Cancer treatments can trigger a similar cascade: inflammation, oxidative stress, and metabolic changes that temporarily disrupt cognitive clarity. When survivors understand this, the fear softens. They can see chemo brain not as a sign of decline but as a physiological response that can improve over time.
Mechanisms Behind Chemo Brain
Dr. Asher highlights several overlapping contributors:
- Inflammation from cancer or treatment
- Oxidative stress and mitochondrial dysfunction
- Sleep disruption, especially insomnia
- Loss of muscle mass and deconditioning
- Psychological distress, anxiety, and depression
CRCI is multifactorial, and the dominant mechanism varies from person to person.

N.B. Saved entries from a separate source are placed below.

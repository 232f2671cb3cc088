pub mod broker;
pub mod config;
pub mod heap;
mod schedulers;

pub use broker::Broker;
pub use config::BrokerConfiguration;
pub use heap::{InMemoryTasksHeap, TasksHeap};
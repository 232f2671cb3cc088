use std::collections::{HashMap, VecDeque};

use async_trait::async_trait;
use tokio::sync::Mutex;

use shared::TaskId;

/// Ready-queue of waiting task ids, grouped by task type for worker-side
/// matching. Which waiting task goes to which requesting worker is entirely
/// this seam's decision; the broker only inserts on submission/retry, takes
/// on assignment, and removes on expiration.
#[async_trait]
pub trait TasksHeap: Send + Sync {
    async fn insert_task(&self, task_id: TaskId, task_type: i32, user_id: &str);

    /// Takes up to `max` task ids among the requested `groups` (task types),
    /// honoring the per-type capacity in `available_space`. A type missing
    /// from `available_space` is treated as unbounded.
    async fn take_tasks(
        &self,
        max: usize,
        groups: &[i32],
        available_space: &HashMap<i32, usize>,
    ) -> Vec<TaskId>;

    async fn remove_expired_task(&self, task_id: TaskId);
}

/// FIFO-per-type heap. No fairness beyond submission order.
#[derive(Default)]
pub struct InMemoryTasksHeap {
    queues: Mutex<HashMap<i32, VecDeque<TaskId>>>,
}

impl InMemoryTasksHeap {
    pub fn new() -> Self {
        Self::default()
    }
}

#[async_trait]
impl TasksHeap for InMemoryTasksHeap {
    async fn insert_task(&self, task_id: TaskId, task_type: i32, _user_id: &str) {
        self.queues
            .lock()
            .await
            .entry(task_type)
            .or_default()
            .push_back(task_id);
    }

    async fn take_tasks(
        &self,
        max: usize,
        groups: &[i32],
        available_space: &HashMap<i32, usize>,
    ) -> Vec<TaskId> {
        let mut taken = Vec::new();
        let mut queues = self.queues.lock().await;
        for group in groups {
            let space = available_space.get(group).copied().unwrap_or(usize::MAX);
            let Some(queue) = queues.get_mut(group) else {
                continue;
            };
            let mut taken_for_group = 0;
            while taken.len() < max && taken_for_group < space {
                match queue.pop_front() {
                    Some(task_id) => {
                        taken.push(task_id);
                        taken_for_group += 1;
                    }
                    None => break,
                }
            }
        }
        taken
    }

    async fn remove_expired_task(&self, task_id: TaskId) {
        let mut queues = self.queues.lock().await;
        for queue in queues.values_mut() {
            if let Some(position) = queue.iter().position(|&id| id == task_id) {
                queue.remove(position);
                return;
            }
        }
    }
}
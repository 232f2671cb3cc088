use std::sync::atomic::{AtomicBool, Ordering};
use std::sync::{Arc, Mutex};

use async_trait::async_trait;
use tokio::sync::Notify;
use tracing::debug;

use shared::{BrokerStatusSnapshot, LogSequenceNumber, StatusEdit};

use crate::error::LogError;

/// Callback invoked by the log for every edit it streams out, both during
/// recovery replay and while tailing the leader.
#[async_trait]
pub trait ApplyEdit: Send + Sync {
    async fn apply(&self, seq: LogSequenceNumber, edit: &StatusEdit);
}

/// The durable, totally ordered log of status edits. The log is the single
/// source of truth for ordering: implementations MUST serialize concurrent
/// `log_status_edit` calls into a total order, because the leader append path
/// runs outside the status write lock.
#[async_trait]
pub trait StatusLog: Send + Sync {
    /// Durably appends `edit` and returns its assigned sequence number.
    async fn log_status_edit(&self, edit: &StatusEdit) -> Result<LogSequenceNumber, LogError>;

    /// Streams edits with sequence number greater than `from` to `apply`,
    /// blocking for new entries. Returns normally once this replica acquires
    /// leadership or the log is closed.
    async fn follow_the_leader(
        &self,
        from: LogSequenceNumber,
        apply: &dyn ApplyEdit,
    ) -> Result<(), LogError>;

    fn is_leader(&self) -> bool;

    fn is_writable(&self) -> bool;

    fn is_closed(&self) -> bool;

    /// Arms the leader append path.
    async fn start_writing(&self) -> Result<(), LogError>;

    /// Returns the newest durable snapshot, or an empty one.
    async fn load_snapshot(&self) -> Result<BrokerStatusSnapshot, LogError>;

    /// Replays edits with sequence number greater than `from` from durable
    /// storage, in order, until the log tail is reached.
    async fn recovery(
        &self,
        from: LogSequenceNumber,
        apply: &dyn ApplyEdit,
    ) -> Result<(), LogError>;

    /// Atomically records `snapshot` as the new truncation point.
    async fn checkpoint(&self, snapshot: BrokerStatusSnapshot) -> Result<(), LogError>;

    async fn close(&self);
}

struct SharedLog {
    entries: Mutex<Vec<StatusEdit>>,
    snapshot: Mutex<Option<BrokerStatusSnapshot>>,
    wakeup: Notify,
}

/// In-process `StatusLog` backed by a plain vector, with 1-based sequence
/// numbers. Handles created through [`InMemoryStatusLog::follower`] share the
/// same backing entries, which models several replicas attached to the same
/// replicated log: appends on the leader handle become visible to tailing
/// follower handles.
///
/// The entries mutex serializes concurrent appenders, satisfying the total
/// order contract of [`StatusLog`].
pub struct InMemoryStatusLog {
    shared: Arc<SharedLog>,
    leader: AtomicBool,
    writable: AtomicBool,
    closed: AtomicBool,
}

impl InMemoryStatusLog {
    fn with_role(shared: Arc<SharedLog>, leader: bool) -> Self {
        Self {
            shared,
            leader: AtomicBool::new(leader),
            writable: AtomicBool::new(false),
            closed: AtomicBool::new(false),
        }
    }

    fn new_shared() -> Arc<SharedLog> {
        Arc::new(SharedLog {
            entries: Mutex::new(Vec::new()),
            snapshot: Mutex::new(None),
            wakeup: Notify::new(),
        })
    }

    /// A log handle already elected leader. `start_writing` still has to be
    /// called before appends are accepted.
    pub fn new_leader() -> Self {
        Self::with_role(Self::new_shared(), true)
    }

    pub fn new_follower() -> Self {
        Self::with_role(Self::new_shared(), false)
    }

    /// A follower handle attached to the same backing entries.
    pub fn follower(&self) -> Self {
        Self::with_role(Arc::clone(&self.shared), false)
    }

    /// Models leader election: flips this handle to the leader role and wakes
    /// its tailing loop so it can return.
    pub fn promote(&self) {
        self.leader.store(true, Ordering::SeqCst);
        self.shared.wakeup.notify_waiters();
    }

    fn tail_after(&self, from: LogSequenceNumber) -> Vec<(LogSequenceNumber, StatusEdit)> {
        let entries = self.shared.entries.lock().expect("log entries lock poisoned");
        entries
            .iter()
            .enumerate()
            .skip(from as usize)
            .map(|(index, edit)| ((index + 1) as LogSequenceNumber, edit.clone()))
            .collect()
    }
}

#[async_trait]
impl StatusLog for InMemoryStatusLog {
    async fn log_status_edit(&self, edit: &StatusEdit) -> Result<LogSequenceNumber, LogError> {
        if self.is_closed() {
            return Err(LogError::Closed);
        }
        if !self.is_writable() {
            return Err(LogError::NotAvailable("log is not writable".to_string()));
        }
        let seq = {
            let mut entries = self.shared.entries.lock().expect("log entries lock poisoned");
            entries.push(edit.clone());
            entries.len() as LogSequenceNumber
        };
        self.shared.wakeup.notify_waiters();
        Ok(seq)
    }

    async fn follow_the_leader(
        &self,
        from: LogSequenceNumber,
        apply: &dyn ApplyEdit,
    ) -> Result<(), LogError> {
        let mut next = from;
        loop {
            if self.is_closed() || self.is_leader() {
                return Ok(());
            }
            // Register for wakeup before scanning, so an append racing with
            // the scan is not missed.
            let notified = self.shared.wakeup.notified();
            tokio::pin!(notified);
            notified.as_mut().enable();
            let batch = self.tail_after(next);
            if batch.is_empty() {
                notified.await;
                continue;
            }
            for (seq, edit) in batch {
                apply.apply(seq, &edit).await;
                next = seq;
            }
        }
    }

    fn is_leader(&self) -> bool {
        self.leader.load(Ordering::SeqCst)
    }

    fn is_writable(&self) -> bool {
        self.writable.load(Ordering::SeqCst) && !self.is_closed()
    }

    fn is_closed(&self) -> bool {
        self.closed.load(Ordering::SeqCst)
    }

    async fn start_writing(&self) -> Result<(), LogError> {
        if self.is_closed() {
            return Err(LogError::Closed);
        }
        if !self.is_leader() {
            return Err(LogError::NotAvailable(
                "cannot start writing: not the leader".to_string(),
            ));
        }
        self.writable.store(true, Ordering::SeqCst);
        Ok(())
    }

    async fn load_snapshot(&self) -> Result<BrokerStatusSnapshot, LogError> {
        if self.is_closed() {
            return Err(LogError::Closed);
        }
        let snapshot = self.shared.snapshot.lock().expect("snapshot lock poisoned");
        Ok(snapshot.clone().unwrap_or_else(BrokerStatusSnapshot::empty))
    }

    async fn recovery(
        &self,
        from: LogSequenceNumber,
        apply: &dyn ApplyEdit,
    ) -> Result<(), LogError> {
        if self.is_closed() {
            return Err(LogError::Closed);
        }
        for (seq, edit) in self.tail_after(from) {
            apply.apply(seq, &edit).await;
        }
        Ok(())
    }

    async fn checkpoint(&self, snapshot: BrokerStatusSnapshot) -> Result<(), LogError> {
        if self.is_closed() {
            return Err(LogError::Closed);
        }
        debug!(
            "checkpoint at sequence {} with {} tasks",
            snapshot.last_sequence_number,
            snapshot.tasks.len()
        );
        // Entries before the snapshot are kept: recovery replays strictly
        // after the snapshot sequence, so they are simply never read again.
        *self.shared.snapshot.lock().expect("snapshot lock poisoned") = Some(snapshot);
        Ok(())
    }

    async fn close(&self) {
        self.closed.store(true, Ordering::SeqCst);
        self.shared.wakeup.notify_waiters();
    }
}
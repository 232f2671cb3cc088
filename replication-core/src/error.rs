use thiserror::Error;

#[derive(Error, Debug)]
pub enum LogError {
    /// The log cannot durably accept writes right now: I/O failure, loss of
    /// leadership, quorum loss. Callers of the leader append path get this
    /// back; the follower loop and recovery treat it as fatal.
    #[error("status log not available: {0}")]
    NotAvailable(String),

    #[error("status log is closed")]
    Closed,
}
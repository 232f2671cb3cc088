use chrono::Utc;
use serde::{Deserialize, Serialize};

/// Task identifiers are minted by the leader and strictly increase for the
/// lifetime of a cluster. Id 0 is never assigned; submission returns it when
/// a slot-bearing task is dropped as a duplicate.
pub type TaskId = u64;

/// Totally ordered sequence number assigned by the status log to every
/// persisted edit. 0 means "nothing applied yet".
pub type LogSequenceNumber = u64;

pub fn now_millis() -> i64 {
    Utc::now().timestamp_millis()
}

#[derive(Debug, Clone, Copy, Serialize, Deserialize, PartialEq, Eq)]
pub enum TaskStatus {
    Waiting,
    Running,
    Finished,
    Error,
}

impl TaskStatus {
    /// Stable numeric code, exposed as-is on client views.
    pub fn as_code(self) -> i32 {
        match self {
            TaskStatus::Waiting => 0,
            TaskStatus::Running => 1,
            TaskStatus::Finished => 2,
            TaskStatus::Error => 3,
        }
    }

    pub fn is_terminal(self) -> bool {
        matches!(self, TaskStatus::Finished | TaskStatus::Error)
    }
}

#[derive(Debug, Clone, Copy, Serialize, Deserialize, PartialEq, Eq)]
pub enum WorkerState {
    Connected,
    Disconnected,
    Dead,
}

impl WorkerState {
    pub fn as_code(self) -> i32 {
        match self {
            WorkerState::Connected => 0,
            WorkerState::Disconnected => 1,
            WorkerState::Dead => 2,
        }
    }
}

/// Label for a raw worker status code. Unknown codes render as `?<n>` so a
/// client talking to a newer broker still gets something printable.
pub fn worker_status_label(code: i32) -> String {
    match code {
        0 => "CONNECTED".to_string(),
        1 => "DISCONNECTED".to_string(),
        2 => "DEAD".to_string(),
        other => format!("?{}", other),
    }
}

#[derive(Debug, Clone, Serialize, Deserialize, PartialEq, Eq)]
pub struct Task {
    pub task_id: TaskId,
    pub task_type: i32,
    pub user_id: String,
    pub parameter: String,
    pub result: String,
    pub created_timestamp: i64,
    /// Milliseconds since epoch, 0 means no deadline.
    pub execution_deadline: i64,
    /// 0 means unlimited attempts.
    pub max_attempts: i32,
    pub attempts: i32,
    pub worker_id: Option<String>,
    pub slot: Option<String>,
    pub status: TaskStatus,
}

#[derive(Debug, Clone, Serialize, Deserialize, PartialEq, Eq)]
pub struct WorkerInfo {
    pub worker_id: String,
    pub location: String,
    pub process_id: String,
    pub last_connection_ts: i64,
    pub status: WorkerState,
}

impl WorkerInfo {
    pub fn new(worker_id: impl Into<String>, status: WorkerState) -> Self {
        Self {
            worker_id: worker_id.into(),
            location: String::new(),
            process_id: String::new(),
            last_connection_ts: 0,
            status,
        }
    }
}

/// Structural copy of a task handed out to clients; task status travels as
/// its numeric code.
#[derive(Debug, Clone, Serialize, Deserialize)]
pub struct TaskStatusView {
    pub task_id: TaskId,
    pub task_type: i32,
    pub user_id: String,
    pub parameter: String,
    pub result: String,
    pub created_timestamp: i64,
    pub execution_deadline: i64,
    pub max_attempts: i32,
    pub attempts: i32,
    pub worker_id: Option<String>,
    pub status: i32,
}

impl TaskStatusView {
    pub fn of(task: &Task) -> Self {
        Self {
            task_id: task.task_id,
            task_type: task.task_type,
            user_id: task.user_id.clone(),
            parameter: task.parameter.clone(),
            result: task.result.clone(),
            created_timestamp: task.created_timestamp,
            execution_deadline: task.execution_deadline,
            max_attempts: task.max_attempts,
            attempts: task.attempts,
            worker_id: task.worker_id.clone(),
            status: task.status.as_code(),
        }
    }
}

#[derive(Debug, Clone, Serialize, Deserialize)]
pub struct WorkerStatusView {
    pub id: String,
    pub location: String,
    pub process_id: String,
    pub last_connection_ts: i64,
    pub status: String,
}

impl WorkerStatusView {
    pub fn of(worker: &WorkerInfo) -> Self {
        Self {
            id: worker.worker_id.clone(),
            location: worker.location.clone(),
            process_id: worker.process_id.clone(),
            last_connection_ts: worker.last_connection_ts,
            status: worker_status_label(worker.status.as_code()),
        }
    }
}
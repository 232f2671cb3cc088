use std::collections::HashSet;
use std::sync::Mutex;

/// Cluster-unique reservation of named submission slots. A held slot means an
/// active non-terminal task with that name exists or is being created.
///
/// The arbiter has its own synchronization and is safe to call both from the
/// leader append path and from the applier while the status write lock is
/// held.
#[derive(Debug, Default)]
pub struct SlotArbiter {
    slots: Mutex<HashSet<String>>,
}

impl SlotArbiter {
    pub fn new() -> Self {
        Self::default()
    }

    /// Atomically reserves `slot`. Returns true iff it was not already held.
    pub fn assign_slot(&self, slot: &str) -> bool {
        self.slots
            .lock()
            .expect("slot arbiter lock poisoned")
            .insert(slot.to_string())
    }

    /// Releases `slot`. Idempotent.
    pub fn release_slot(&self, slot: &str) {
        self.slots
            .lock()
            .expect("slot arbiter lock poisoned")
            .remove(slot);
    }

    /// True if `slot` is currently held. Only a hint under concurrency;
    /// `assign_slot` is the authoritative check.
    pub fn is_assigned(&self, slot: &str) -> bool {
        self.slots
            .lock()
            .expect("slot arbiter lock poisoned")
            .contains(slot)
    }
}

#[cfg(test)]
mod tests {
    use super::*;

    #[test]
    fn assign_is_exclusive() {
        let arbiter = SlotArbiter::new();
        assert!(arbiter.assign_slot("s"));
        assert!(!arbiter.assign_slot("s"));
        assert!(arbiter.assign_slot("other"));
    }

    #[test]
    fn release_frees_the_slot() {
        let arbiter = SlotArbiter::new();
        assert!(arbiter.assign_slot("s"));
        arbiter.release_slot("s");
        assert!(arbiter.assign_slot("s"));
    }

    #[test]
    fn assignment_is_visible() {
        let arbiter = SlotArbiter::new();
        assert!(!arbiter.is_assigned("s"));
        arbiter.assign_slot("s");
        assert!(arbiter.is_assigned("s"));
        arbiter.release_slot("s");
        assert!(!arbiter.is_assigned("s"));
    }

    #[test]
    fn release_is_idempotent() {
        let arbiter = SlotArbiter::new();
        arbiter.release_slot("never-held");
        assert!(arbiter.assign_slot("never-held"));
    }
}
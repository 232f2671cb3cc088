use std::sync::Arc;
use std::time::Duration;

use tokio::sync::watch;
use tokio::task::JoinHandle;
use tokio::time::{self, MissedTickBehavior};
use tracing::error;

use replication_core::BrokerStatus;
use shared::{StatusEdit, TaskId, TaskStatus};

use crate::config::BrokerConfiguration;
use crate::heap::TasksHeap;

/// One purge pass: drop aged-out terminal tasks from memory, then expire the
/// signaled waiting tasks through the log and drop them from the heap.
pub(crate) async fn purge_once(
    status: &BrokerStatus,
    heap: &dyn TasksHeap,
    finished_tasks_retention_ms: i64,
    max_expired_per_cycle: usize,
) {
    let expired: Vec<TaskId> = status
        .purge_finished_tasks_and_signal_expired(finished_tasks_retention_ms, max_expired_per_cycle)
        .await;
    for task_id in expired {
        let edit = StatusEdit::TaskStatusChange {
            task_id,
            worker_id: None,
            task_status: TaskStatus::Error,
            result: "deadline_expired".to_string(),
        };
        match status.apply_modification(edit).await {
            Ok(_) => heap.remove_expired_task(task_id).await,
            Err(err) => error!("error while expiring task {}: {}", task_id, err),
        }
    }
}

pub(crate) fn spawn_checkpoint_scheduler(
    status: Arc<BrokerStatus>,
    period: Duration,
    mut shutdown: watch::Receiver<bool>,
) -> JoinHandle<()> {
    tokio::spawn(async move {
        let mut ticker = time::interval_at(time::Instant::now() + period, period);
        ticker.set_missed_tick_behavior(MissedTickBehavior::Delay);
        loop {
            tokio::select! {
                _ = ticker.tick() => {
                    if let Err(err) = status.checkpoint().await {
                        error!("checkpoint failed: {}", err);
                    }
                }
                changed = shutdown.changed() => {
                    if changed.is_err() || *shutdown.borrow() {
                        break;
                    }
                }
            }
        }
    })
}

pub(crate) fn spawn_finished_task_collector(
    status: Arc<BrokerStatus>,
    heap: Arc<dyn TasksHeap>,
    configuration: BrokerConfiguration,
    mut shutdown: watch::Receiver<bool>,
) -> JoinHandle<()> {
    tokio::spawn(async move {
        let period = configuration.purge_period;
        let mut ticker = time::interval_at(time::Instant::now() + period, period);
        ticker.set_missed_tick_behavior(MissedTickBehavior::Delay);
        loop {
            tokio::select! {
                _ = ticker.tick() => {
                    purge_once(
                        &status,
                        heap.as_ref(),
                        configuration.finished_tasks_retention_ms,
                        configuration.max_expired_tasks_per_cycle,
                    )
                    .await;
                }
                changed = shutdown.changed() => {
                    if changed.is_err() || *shutdown.borrow() {
                        break;
                    }
                }
            }
        }
    })
}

Emerging From the Haze: A Program Built for Survivors
More than a decade ago, Dr. Asher and his colleagues in neuropsychology created Emerging From the Haze, a cognitive rehabilitation program designed to help survivors navigate chemo brain. What began as a small internal effort has grown into a multi‑center, virtual model with consistent improvements in perceived cognitive function.
The program works because it teaches agency — the things survivors can control:
- Cognitive strategies for memory and attention
- Behavioral tools for sleep, anxiety, and mood
- Exercise and activity to support neuroplasticity
- Education that normalizes and validates the experience
Why Loneliness Makes Chemo Brain Worse
One of the strongest findings across Dr. Asher’s studies is the link between loneliness and worse cognitive symptoms. Survivors who feel isolated often report more severe chemo brain. Group‑based programs help reduce this burden by creating connection, validation, and shared understanding.
Photobiomodulation: A New Frontier
Dr. Asher is now leading the first pilot study of photobiomodulation (PBM) for chemo brain. PBM uses specific wavelengths of light to reduce inflammation, support mitochondrial function, and potentially promote neurogenesis. If successful, PBM could become a scalable, low‑risk intervention for survivors experiencing CRCI.
At the end of our conversation, Dr. Asher offered a grounded, hopeful take‑home message for survivors and clinicians. Many people improve within 6–12 months after treatment, and simple, evidence‑based steps — regular exercise, treating insomnia, addressing depression or loneliness, and seeking structured cognitive rehabilitation — can meaningfully improve chemo brain symptoms. Survivorship is not just about extending life; it is about restoring clarity, confidence, and the ability to fully participate in one’s own story.
This interview was hosted by Dr. Martin Harutyunyan, OncoDaily LA.